Francesco M. Cataluccio, Che fine faranno i libri?, Roma, Nottetempo, 2010
Il passato
La biblioteca di mio padre
Mio padre amava molto i libri. Una passione ereditata da suo padre: un baffuto commerciante e piccolo proprietario terriero di Floridia (vicino a Siracusa), che sapeva la Divina Commedia a memoria e declamava, durante i pranzi della sua numerosa famiglia, brani dell’Orlando furioso e di altri poemi cavallereschi.

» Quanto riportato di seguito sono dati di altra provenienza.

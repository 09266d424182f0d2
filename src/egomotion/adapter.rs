//! Wraps an external stereo egomotion estimator.
//!
//! The adapter is the only place that talks to the estimator. It turns the
//! estimator's raw output into validated, frame-tagged data:
//! - failures become `VoError::EstimationFailure` with the frame index
//! - the motion matrix must be a rigid transform (`DegenerateMotion` otherwise)
//! - outliers are discarded

use tracing::{info, warn};

use super::types::{EstimatorError, FrameMotion, RawMotion};
use crate::error::{Result, VoError};
use crate::frame::{ImageDims, StereoPair};
use crate::geometry::SE3;

/// Contract of the external relative-pose estimator.
pub trait StereoMotionEstimator {
    type Image;

    /// Called once with the first pair before any `estimate`.
    fn prime(&mut self, _first: &StereoPair<Self::Image>) -> std::result::Result<(), EstimatorError> {
        Ok(())
    }

    /// Motion between two consecutive pairs.
    fn estimate(
        &mut self,
        prev: &StereoPair<Self::Image>,
        curr: &StereoPair<Self::Image>,
        dims: ImageDims,
    ) -> std::result::Result<RawMotion, EstimatorError>;
}

impl<E: StereoMotionEstimator + ?Sized> StereoMotionEstimator for Box<E> {
    type Image = E::Image;

    fn prime(&mut self, first: &StereoPair<Self::Image>) -> std::result::Result<(), EstimatorError> {
        (**self).prime(first)
    }

    fn estimate(
        &mut self,
        prev: &StereoPair<Self::Image>,
        curr: &StereoPair<Self::Image>,
        dims: ImageDims,
    ) -> std::result::Result<RawMotion, EstimatorError> {
        (**self).estimate(prev, curr, dims)
    }
}

pub struct EgomotionAdapter<E> {
    estimator: E,
}

impl<E: StereoMotionEstimator> EgomotionAdapter<E> {
    pub fn new(estimator: E) -> Self {
        Self { estimator }
    }

    pub fn prime(&mut self, first: &StereoPair<E::Image>) -> Result<()> {
        self.estimator
            .prime(first)
            .map_err(|e| wrap_failure(0, e))
    }

    /// Estimate the motion from `prev` to `curr`, tagging everything with
    /// `frame_index` (the index of `curr` in the run).
    pub fn estimate(
        &mut self,
        frame_index: usize,
        prev: &StereoPair<E::Image>,
        curr: &StereoPair<E::Image>,
    ) -> Result<FrameMotion> {
        let raw = self
            .estimator
            .estimate(prev, curr, curr.dims)
            .map_err(|e| wrap_failure(frame_index, e))?;
        let motion = validate(frame_index, raw)?;

        info!(
            frame = frame_index,
            matches = motion.num_matches,
            inliers = motion.num_inliers,
            "egomotion: {:.1}% inliers",
            100.0 * motion.inlier_ratio()
        );
        Ok(motion)
    }
}

fn wrap_failure(frame: usize, e: EstimatorError) -> VoError {
    VoError::EstimationFailure {
        frame,
        severity: e.kind,
        num_matches: e.num_matches,
        num_inliers: e.num_inliers,
        reason: e.message,
    }
}

fn validate(frame_index: usize, raw: RawMotion) -> Result<FrameMotion> {
    let relative = SE3::from_rigid_matrix(&raw.relative)
        .ok_or(VoError::DegenerateMotion { frame: frame_index })?;

    let num_matches = raw.matches.len();
    let mut inliers = Vec::with_capacity(raw.inliers.len());
    for &idx in &raw.inliers {
        match raw.matches.get(idx) {
            Some(c) => inliers.push(*c),
            None => warn!(
                frame = frame_index,
                index = idx,
                matches = num_matches,
                "estimator reported an inlier index outside the match set"
            ),
        }
    }

    Ok(FrameMotion {
        frame_index,
        relative,
        num_inliers: inliers.len(),
        inliers,
        num_matches,
    })
}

Quando si trasferí a Firenze per terminare gli studi liceali e fare poi l’università, mio padre spendeva gran parte dei soldi che gli venivano inviati dalla Sicilia in libri. Alla metà degli anni trenta - aveva venticinque anni - la sua biblioteca era talmente ricca e grande che fu costretto a cercarsi un’altra camera in affitto perché i volumi non c’entravano piú. Era diventato amico dei
principali librai di Firenze, soprattutto degli antiquari e dei rivenditori di volumi usati, e trascorreva con loro molto del suo tempo libero. La cosa che mi ha sempre colpito è la grande varietà di interessi che dimostravano le sue scelte. Oltre ai libri di storia (e di legge, perché, per ragioni ereditarie, dovette prendersi anche una laurea in Giurisprudenza) possedeva molti volumi d’arte, architettura, filosofia, economia. Ma soprattutto i romanzi e la poesia erano le sue grandi passioni (tanto da far sospettare che, se avesse potuto - cioè: se il suo burbero padre non si fosse opposto -, avrebbe studiato volentieri la letteratura, o si sarebbe dedicato a essa).
Dalla Germania - dove era andato con una borsa di studio e tornato alla vigilia dell’avvento del nazismo - riportò cinque bauli colmi di libri rari. Quasi tutti questi volumi (soprattutto quelli in lingua straniera) andarono perduti durante la guerra. In parte furono bruciati dalla moglie di suo fratello (timorosa che tra di essi potesse esserci qualcosa di compromettente), e un buon numero fu sequestrato dalla polizia fascista nella sua camera in affitto, durante una perquisizione, dopo l’8 settembre 1943.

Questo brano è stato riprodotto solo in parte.